Vladimir Gligorov, physicien des particules, médaillé d'argent du CNRS 2025

Distinctions

Chercheur au Laboratoire de physique nucléaire et des hautes énergies (LPNHE), Vladimir Gligorov est expérimentateur en physique des particules et lauréat 2025 de la Médaille d’argent du CNRS. Expert en analyse temps réel, il est depuis une quinzaine d’années un des piliers de l’expérience LHCb, actuellement en cours auprès du LHC, l’accélérateur géant de particules du CERN. Outre ses contributions à la physique de l’asymétrie matière/antimatière ou à l’étude des désintégrations rares de particules contenant un quark beauté, le physicien a joué un rôle de premier plan dans la définition et l’évolution du système qui permet la sélection des événements d’intérêt physique parmi la myriade de collisions qui se produisent dans le détecteur. Au sein d’une collaboration regroupant plus d’un millier de personnes, Vladimir Gligorov insiste sur l’importance du travail en équipe, mettant surtout en avant son rôle de rassembleur de la communauté à l’origine du système d’analyse temps réel fondé sur l’emploi de cartes graphiques GPUs, actuellement à l’œuvre auprès de LHCb.

Aussi loin que je me souvienne, j’ai toujours voulu faire de la science. J’ai choisi la physique qui me semble répondre aux questions les plus fondamentales.
Dans les grandes expériences, la différence entre le succès et l’échec tient beaucoup à la capacité à convaincre, organiser et pérenniser.

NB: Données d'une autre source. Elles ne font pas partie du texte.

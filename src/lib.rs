//! # submittal-extract
//!
//! Build a submittal register from a construction specification manual
//! using an LLM with structured output.
//!
//! Project manuals follow CSI MasterFormat: hundreds of sections, each with
//! a PART 1 article listing what the contractor must submit (product data,
//! shop drawings, samples, warranties). This crate sends the manual to a
//! model in page-range chunks, repairs whatever JSON comes back, and merges
//! the per-chunk bullets into one deduplicated, hierarchical list.
//!
//! ## Pipeline Overview
//!
//! ```text
//! PDF / paged text
//!  │
//!  ├─ 1. Input   load the document, count pages (pdfium, spawn_blocking)
//!  ├─ 2. Plan    cut the selected range into token-budgeted chunks
//!  ├─ 3. Split   materialize each chunk as its own sub-document
//!  ├─ 4. Extract one structured-output request per chunk, retry + repair
//!  └─ 5. Merge   global ids, cross-chunk dedup, gaps and run stats
//! ```
//!
//! ## Quick Start
//!
//! ```rust,no_run
//! use submittal_extract::{extract_submittals, ExtractionConfig};
//!
//! #[tokio::main]
//! async fn main() -> Result<(), Box<dyn std::error::Error>> {
//!     // Service auto-detected from OPENROUTER_API_KEY or the edgequake-llm env vars
//!     let config = ExtractionConfig::builder().cost_ceiling(5.0).build()?;
//!     let result = extract_submittals("project_manual.pdf", &config).await?;
//!     for item in result.submittal_items() {
//!         println!("{} {} {}", item.bullet.spec_section, item.bullet.article_number, item.bullet.submittal_title);
//!     }
//!     eprintln!("cost: ${:.2}, gaps: {}", result.stats.total_cost, result.gaps.len());
//!     Ok(())
//! }
//! ```
//!
//! ## Feature Flags
//!
//! | Feature | Default | Description |
//! |---------|---------|-------------|
//! | `cli`   | on      | Enables the `submittals` binary (clap + anyhow + indicatif + tracing-subscriber) |
//!
//! Disable `cli` when using only the library:
//! ```toml
//! submittal-extract = { version = "0.3", default-features = false }
//! ```
//!
//! ## Cost
//!
//! A 600-page manual plans into four chunks. At the default Gemini 2.5 Pro
//! rates ($1.25 in / $10.00 out per million tokens) that is roughly $1.35;
//! `submittals plan` prints the estimate without calling the model.

// ── Modules ──────────────────────────────────────────────────────────────

pub mod config;
pub mod document;
pub mod error;
pub mod extract;
pub mod observer;
pub mod output;
pub mod pipeline;
pub mod prompts;
pub mod schema;
pub mod service;

// ── Re-exports ───────────────────────────────────────────────────────────

pub use config::{CostRates, ExtractionConfig, ExtractionConfigBuilder, PageRange};
pub use document::{Document, DocumentKind};
pub use error::{ChunkError, ServiceError, SplitError, SubmittalError};
pub use extract::{
    extract_document, extract_from_bytes, extract_submittals, extract_sync, extract_to_file,
    inspect, write_result, Inspection,
};
pub use observer::{DebugArtifactWriter, NoopObserver, PipelineObserver};
pub use output::{
    Bullet, ChunkResult, Gap, MergedBullet, MergedResult, RunStats, SubmittalType, TokenUsage,
};
pub use pipeline::plan::{ChunkPlan, ChunkSpec, CostEstimate};
pub use service::openrouter::OpenRouterService;
pub use service::provider::ProviderService;
pub use service::{ExtractionRequest, ExtractionService, ServiceResponse};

« J’aurais bien aimé faire de la théorie, mais je n’avais pas le niveau en maths. Je me suis demandé ce que je pouvais apporter, ce qui m’a conduit à faire le choix de l’expérimentation ! », raconte Vladimir Gligorov. Grand bien lui en a pris : depuis une quinzaine d’années, ce physicien est un des piliers de l’expérience LHCb, actuellement en cours auprès du LHC, l’accélérateur géant de particules du CERN. Une expérience dont il a contribué à analyser les données et dont il a surtout façonné le système d’analyse en temps réel qui permet de sélectionner les événements les plus intéressants parmi les dizaines de millions de collisions produites chaque seconde au cœur du détecteur. Comme il le résume, « LHCb voit la production de 32 terabits de données par seconde dont on ne peut conserver que 10 gigabits. Comment choisir ? C’est la question qui m’a occupé pendant 16 ou 17 ans. »

Révéler une légère asymétrie entre matière et antimatière

LHCb, le chercheur né en ex-Yougoslavie y est arrivé par hasard. Au cours de ses études, en Angleterre, un stage sur la fusion nucléaire, thématique qu’il ne juge pas assez fondamentale ; Un projet de thèse sur les neutrinos, au Canada, mais qui n’aboutit pas… faute d’avoir le permis de conduire ! Ce sera donc Oxford où il contribue à préparer cette expérience dédiée à l’étude des particules contenant un quark beauté, en lien avec la disparition de l’antimatière dans l’univers. « La techno pour la techno ne m’intéresse pas, précise-t-il. La finalité c’est de répondre à des questions de physique. » Ainsi, côté analyses, Vladimir Gligorov est sur plusieurs fronts. Au cours de sa thèse, soutenue en 2008, puis durant les années qui suivent, sous contrat avec le CERN, il étudie des réactions susceptibles de révéler une légère asymétrie microscopique entre matière et antimatière. En parallèle, il contribue à la découverte de nouvelles particules hadroniques. Puis, à partir de 2016, suite à son recrutement au CNRS et l’obtention d’une bourse ERC Consolidator, il introduit une nouvelle manière de prendre en compte le bruit de fond pour l’analyse de désintégrations rares permettant de tester les éventuelles limites du modèle standard, l’actuelle théorie des particules élémentaires. « Une fois que ça marche, je n’aime pas trop refaire deux fois la même chose », glisse le spécialiste. 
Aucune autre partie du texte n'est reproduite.